**What is required:** Check every line of the entries for "metering", and copy the lines that hold it.

**Recorded information:**
+---+

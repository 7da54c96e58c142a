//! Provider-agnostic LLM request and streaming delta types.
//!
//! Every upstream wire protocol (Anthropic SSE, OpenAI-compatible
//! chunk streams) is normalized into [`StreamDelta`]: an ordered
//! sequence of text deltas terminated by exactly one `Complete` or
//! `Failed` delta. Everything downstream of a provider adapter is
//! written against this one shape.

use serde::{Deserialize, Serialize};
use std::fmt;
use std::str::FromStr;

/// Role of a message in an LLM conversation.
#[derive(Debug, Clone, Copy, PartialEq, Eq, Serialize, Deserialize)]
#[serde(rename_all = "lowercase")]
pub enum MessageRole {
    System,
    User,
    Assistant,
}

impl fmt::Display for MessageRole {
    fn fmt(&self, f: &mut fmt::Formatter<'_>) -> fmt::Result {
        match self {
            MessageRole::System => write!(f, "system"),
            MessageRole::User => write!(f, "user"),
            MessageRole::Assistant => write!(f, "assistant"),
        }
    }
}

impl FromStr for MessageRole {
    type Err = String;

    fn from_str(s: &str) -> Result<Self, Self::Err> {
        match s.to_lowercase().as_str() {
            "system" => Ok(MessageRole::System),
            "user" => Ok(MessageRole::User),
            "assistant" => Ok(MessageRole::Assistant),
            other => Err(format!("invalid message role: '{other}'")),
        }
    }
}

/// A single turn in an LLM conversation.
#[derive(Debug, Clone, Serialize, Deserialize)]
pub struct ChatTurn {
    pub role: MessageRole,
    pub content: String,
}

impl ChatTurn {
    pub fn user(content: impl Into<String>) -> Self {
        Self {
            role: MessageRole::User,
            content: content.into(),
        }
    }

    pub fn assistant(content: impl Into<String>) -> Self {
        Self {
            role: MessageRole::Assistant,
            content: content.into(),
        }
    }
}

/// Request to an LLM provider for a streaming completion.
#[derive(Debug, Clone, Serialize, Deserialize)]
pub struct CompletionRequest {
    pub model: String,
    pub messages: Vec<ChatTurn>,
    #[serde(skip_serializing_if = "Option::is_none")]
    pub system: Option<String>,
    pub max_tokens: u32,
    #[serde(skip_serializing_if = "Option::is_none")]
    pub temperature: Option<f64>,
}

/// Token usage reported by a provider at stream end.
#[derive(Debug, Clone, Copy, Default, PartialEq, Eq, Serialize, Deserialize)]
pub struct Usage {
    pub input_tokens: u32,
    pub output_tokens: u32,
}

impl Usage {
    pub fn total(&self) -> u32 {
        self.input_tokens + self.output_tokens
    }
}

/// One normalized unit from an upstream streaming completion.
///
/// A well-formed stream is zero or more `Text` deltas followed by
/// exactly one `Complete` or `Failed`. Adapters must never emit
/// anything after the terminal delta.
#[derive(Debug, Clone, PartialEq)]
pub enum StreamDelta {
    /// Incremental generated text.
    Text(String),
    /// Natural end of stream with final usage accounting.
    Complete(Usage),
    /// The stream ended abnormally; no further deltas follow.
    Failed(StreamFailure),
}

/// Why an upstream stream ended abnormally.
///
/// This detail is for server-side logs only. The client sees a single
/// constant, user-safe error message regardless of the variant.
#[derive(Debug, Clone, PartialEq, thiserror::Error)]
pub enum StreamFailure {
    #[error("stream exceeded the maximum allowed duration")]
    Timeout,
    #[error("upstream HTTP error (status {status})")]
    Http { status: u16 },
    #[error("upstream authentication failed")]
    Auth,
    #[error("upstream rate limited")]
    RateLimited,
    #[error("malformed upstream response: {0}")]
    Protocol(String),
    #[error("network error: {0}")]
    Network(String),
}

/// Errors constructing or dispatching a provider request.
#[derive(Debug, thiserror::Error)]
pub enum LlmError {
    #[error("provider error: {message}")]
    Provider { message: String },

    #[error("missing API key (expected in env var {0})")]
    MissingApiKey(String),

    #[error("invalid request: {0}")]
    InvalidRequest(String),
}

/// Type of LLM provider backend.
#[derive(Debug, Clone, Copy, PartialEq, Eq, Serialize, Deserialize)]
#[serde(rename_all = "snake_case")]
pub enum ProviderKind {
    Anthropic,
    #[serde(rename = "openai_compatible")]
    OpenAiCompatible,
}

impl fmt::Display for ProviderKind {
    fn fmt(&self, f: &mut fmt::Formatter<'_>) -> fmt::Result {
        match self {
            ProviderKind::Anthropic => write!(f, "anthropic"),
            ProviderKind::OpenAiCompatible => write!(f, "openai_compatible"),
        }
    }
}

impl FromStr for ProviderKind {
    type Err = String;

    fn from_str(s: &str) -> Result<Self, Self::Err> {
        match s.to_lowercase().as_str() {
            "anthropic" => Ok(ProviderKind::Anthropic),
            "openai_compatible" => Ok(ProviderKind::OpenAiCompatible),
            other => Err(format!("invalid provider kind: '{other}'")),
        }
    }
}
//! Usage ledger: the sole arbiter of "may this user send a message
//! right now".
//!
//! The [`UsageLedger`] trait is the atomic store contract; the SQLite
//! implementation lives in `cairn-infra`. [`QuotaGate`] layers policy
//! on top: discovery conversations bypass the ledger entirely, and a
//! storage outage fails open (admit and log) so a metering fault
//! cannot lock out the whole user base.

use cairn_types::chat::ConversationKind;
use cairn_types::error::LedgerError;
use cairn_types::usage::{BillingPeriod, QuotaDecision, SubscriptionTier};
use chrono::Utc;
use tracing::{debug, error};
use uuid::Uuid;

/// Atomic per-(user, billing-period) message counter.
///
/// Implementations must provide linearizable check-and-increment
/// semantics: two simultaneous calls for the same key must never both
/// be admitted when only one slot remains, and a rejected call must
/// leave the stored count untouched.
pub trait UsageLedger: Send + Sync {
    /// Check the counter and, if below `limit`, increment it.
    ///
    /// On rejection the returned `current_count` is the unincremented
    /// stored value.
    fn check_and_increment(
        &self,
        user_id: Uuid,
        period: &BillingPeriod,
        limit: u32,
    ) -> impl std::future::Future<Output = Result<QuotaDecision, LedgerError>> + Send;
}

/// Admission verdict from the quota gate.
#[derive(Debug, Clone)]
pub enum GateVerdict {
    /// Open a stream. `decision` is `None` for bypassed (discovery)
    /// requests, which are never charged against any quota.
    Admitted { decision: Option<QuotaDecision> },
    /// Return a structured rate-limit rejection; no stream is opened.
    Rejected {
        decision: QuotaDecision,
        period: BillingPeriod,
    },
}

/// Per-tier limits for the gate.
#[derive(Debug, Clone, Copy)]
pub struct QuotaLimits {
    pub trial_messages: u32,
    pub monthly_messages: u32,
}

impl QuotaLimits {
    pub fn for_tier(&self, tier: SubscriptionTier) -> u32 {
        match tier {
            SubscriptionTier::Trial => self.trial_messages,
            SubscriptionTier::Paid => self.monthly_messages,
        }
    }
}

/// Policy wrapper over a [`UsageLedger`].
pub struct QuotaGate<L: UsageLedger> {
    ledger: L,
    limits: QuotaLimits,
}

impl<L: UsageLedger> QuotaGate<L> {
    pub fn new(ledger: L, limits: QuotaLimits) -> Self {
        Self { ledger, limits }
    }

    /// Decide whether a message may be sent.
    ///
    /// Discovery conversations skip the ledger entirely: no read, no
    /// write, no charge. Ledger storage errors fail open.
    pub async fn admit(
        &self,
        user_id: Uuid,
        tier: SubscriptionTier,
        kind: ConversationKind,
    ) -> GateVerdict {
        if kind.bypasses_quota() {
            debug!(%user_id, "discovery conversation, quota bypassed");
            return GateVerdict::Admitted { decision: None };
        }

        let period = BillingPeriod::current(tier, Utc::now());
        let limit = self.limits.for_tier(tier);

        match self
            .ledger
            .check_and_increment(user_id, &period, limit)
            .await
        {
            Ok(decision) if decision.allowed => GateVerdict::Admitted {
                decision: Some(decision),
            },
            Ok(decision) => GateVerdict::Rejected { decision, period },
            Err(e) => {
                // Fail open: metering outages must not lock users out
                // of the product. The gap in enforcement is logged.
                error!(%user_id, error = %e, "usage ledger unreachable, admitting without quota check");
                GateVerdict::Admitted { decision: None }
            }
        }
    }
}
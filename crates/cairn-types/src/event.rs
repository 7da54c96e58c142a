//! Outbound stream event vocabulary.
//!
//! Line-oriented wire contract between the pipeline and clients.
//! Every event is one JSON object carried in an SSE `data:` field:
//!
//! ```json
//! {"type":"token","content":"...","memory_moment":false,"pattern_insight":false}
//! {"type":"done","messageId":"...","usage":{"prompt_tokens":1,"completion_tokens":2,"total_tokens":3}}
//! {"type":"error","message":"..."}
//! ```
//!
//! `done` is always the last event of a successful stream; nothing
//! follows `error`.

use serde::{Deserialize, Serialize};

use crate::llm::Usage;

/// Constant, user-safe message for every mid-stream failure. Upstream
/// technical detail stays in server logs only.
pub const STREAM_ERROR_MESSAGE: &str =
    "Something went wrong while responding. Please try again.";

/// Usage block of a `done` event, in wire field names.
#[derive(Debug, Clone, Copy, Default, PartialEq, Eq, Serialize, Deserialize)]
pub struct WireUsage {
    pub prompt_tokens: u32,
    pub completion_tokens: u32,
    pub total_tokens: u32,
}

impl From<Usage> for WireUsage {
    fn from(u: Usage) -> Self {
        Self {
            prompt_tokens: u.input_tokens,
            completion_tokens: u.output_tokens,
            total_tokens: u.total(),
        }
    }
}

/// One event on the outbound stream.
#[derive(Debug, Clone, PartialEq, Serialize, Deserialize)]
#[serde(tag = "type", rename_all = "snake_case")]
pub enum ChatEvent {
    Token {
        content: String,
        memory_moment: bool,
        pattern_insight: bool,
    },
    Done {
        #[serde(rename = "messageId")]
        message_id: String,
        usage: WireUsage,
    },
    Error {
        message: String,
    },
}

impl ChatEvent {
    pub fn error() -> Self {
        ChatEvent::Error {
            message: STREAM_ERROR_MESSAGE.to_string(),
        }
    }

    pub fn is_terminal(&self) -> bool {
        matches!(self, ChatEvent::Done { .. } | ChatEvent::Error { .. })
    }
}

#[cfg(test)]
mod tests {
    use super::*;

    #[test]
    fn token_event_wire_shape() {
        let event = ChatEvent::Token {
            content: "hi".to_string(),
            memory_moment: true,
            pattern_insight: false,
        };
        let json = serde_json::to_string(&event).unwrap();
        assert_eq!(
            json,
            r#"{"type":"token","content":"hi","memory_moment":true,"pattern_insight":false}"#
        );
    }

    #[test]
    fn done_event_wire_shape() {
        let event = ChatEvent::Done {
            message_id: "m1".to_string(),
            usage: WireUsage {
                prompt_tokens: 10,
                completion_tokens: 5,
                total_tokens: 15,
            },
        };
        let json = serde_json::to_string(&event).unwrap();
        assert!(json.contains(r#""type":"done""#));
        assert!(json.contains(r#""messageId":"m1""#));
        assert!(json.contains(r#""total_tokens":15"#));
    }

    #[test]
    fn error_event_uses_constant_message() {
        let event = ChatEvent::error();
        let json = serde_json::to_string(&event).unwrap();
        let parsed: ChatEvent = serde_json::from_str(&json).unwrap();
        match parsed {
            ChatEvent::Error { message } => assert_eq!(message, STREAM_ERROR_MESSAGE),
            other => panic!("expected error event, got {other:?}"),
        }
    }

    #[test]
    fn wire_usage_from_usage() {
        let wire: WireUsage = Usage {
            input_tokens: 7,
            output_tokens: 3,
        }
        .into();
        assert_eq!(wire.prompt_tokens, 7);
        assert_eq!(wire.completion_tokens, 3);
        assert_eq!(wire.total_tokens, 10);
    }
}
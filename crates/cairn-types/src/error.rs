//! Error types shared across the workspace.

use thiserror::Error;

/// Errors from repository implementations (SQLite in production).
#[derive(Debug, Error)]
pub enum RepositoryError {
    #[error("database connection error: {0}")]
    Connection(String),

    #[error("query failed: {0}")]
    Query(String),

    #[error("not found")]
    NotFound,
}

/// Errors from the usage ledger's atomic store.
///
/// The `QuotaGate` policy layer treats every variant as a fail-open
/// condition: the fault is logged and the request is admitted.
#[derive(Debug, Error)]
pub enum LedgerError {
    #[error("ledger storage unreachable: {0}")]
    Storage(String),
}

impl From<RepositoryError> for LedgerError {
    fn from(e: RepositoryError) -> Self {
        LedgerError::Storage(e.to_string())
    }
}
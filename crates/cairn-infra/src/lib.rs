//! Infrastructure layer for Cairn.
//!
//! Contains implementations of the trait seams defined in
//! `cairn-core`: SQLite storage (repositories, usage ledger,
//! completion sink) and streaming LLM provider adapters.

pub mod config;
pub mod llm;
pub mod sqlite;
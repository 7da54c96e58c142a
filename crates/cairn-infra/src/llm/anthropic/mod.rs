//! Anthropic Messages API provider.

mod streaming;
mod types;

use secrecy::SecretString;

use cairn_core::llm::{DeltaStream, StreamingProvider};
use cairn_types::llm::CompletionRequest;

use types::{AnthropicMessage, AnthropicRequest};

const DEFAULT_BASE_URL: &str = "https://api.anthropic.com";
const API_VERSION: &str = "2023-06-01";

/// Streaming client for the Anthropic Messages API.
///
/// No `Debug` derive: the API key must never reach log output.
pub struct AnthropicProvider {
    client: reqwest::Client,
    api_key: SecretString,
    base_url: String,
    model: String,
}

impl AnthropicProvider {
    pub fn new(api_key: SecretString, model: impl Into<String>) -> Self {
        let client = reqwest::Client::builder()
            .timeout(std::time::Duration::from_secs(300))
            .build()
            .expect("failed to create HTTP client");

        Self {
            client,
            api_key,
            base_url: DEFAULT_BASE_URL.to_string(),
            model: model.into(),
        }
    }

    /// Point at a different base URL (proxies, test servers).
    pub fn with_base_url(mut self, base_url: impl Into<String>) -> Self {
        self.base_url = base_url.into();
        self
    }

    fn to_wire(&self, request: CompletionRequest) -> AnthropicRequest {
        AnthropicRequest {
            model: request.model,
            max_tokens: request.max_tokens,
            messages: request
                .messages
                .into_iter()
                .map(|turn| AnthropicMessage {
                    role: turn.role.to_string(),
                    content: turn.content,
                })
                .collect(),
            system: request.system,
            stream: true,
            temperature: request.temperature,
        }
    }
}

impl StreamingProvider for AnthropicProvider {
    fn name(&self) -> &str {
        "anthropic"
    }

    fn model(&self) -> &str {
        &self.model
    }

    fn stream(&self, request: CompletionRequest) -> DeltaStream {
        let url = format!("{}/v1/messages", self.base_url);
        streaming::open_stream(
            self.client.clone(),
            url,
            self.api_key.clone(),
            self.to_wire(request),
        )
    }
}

+---+

**Your solution:**
//! storage outage fails open (admit and log) so a metering fault
                // Fail open: metering outages must not lock users out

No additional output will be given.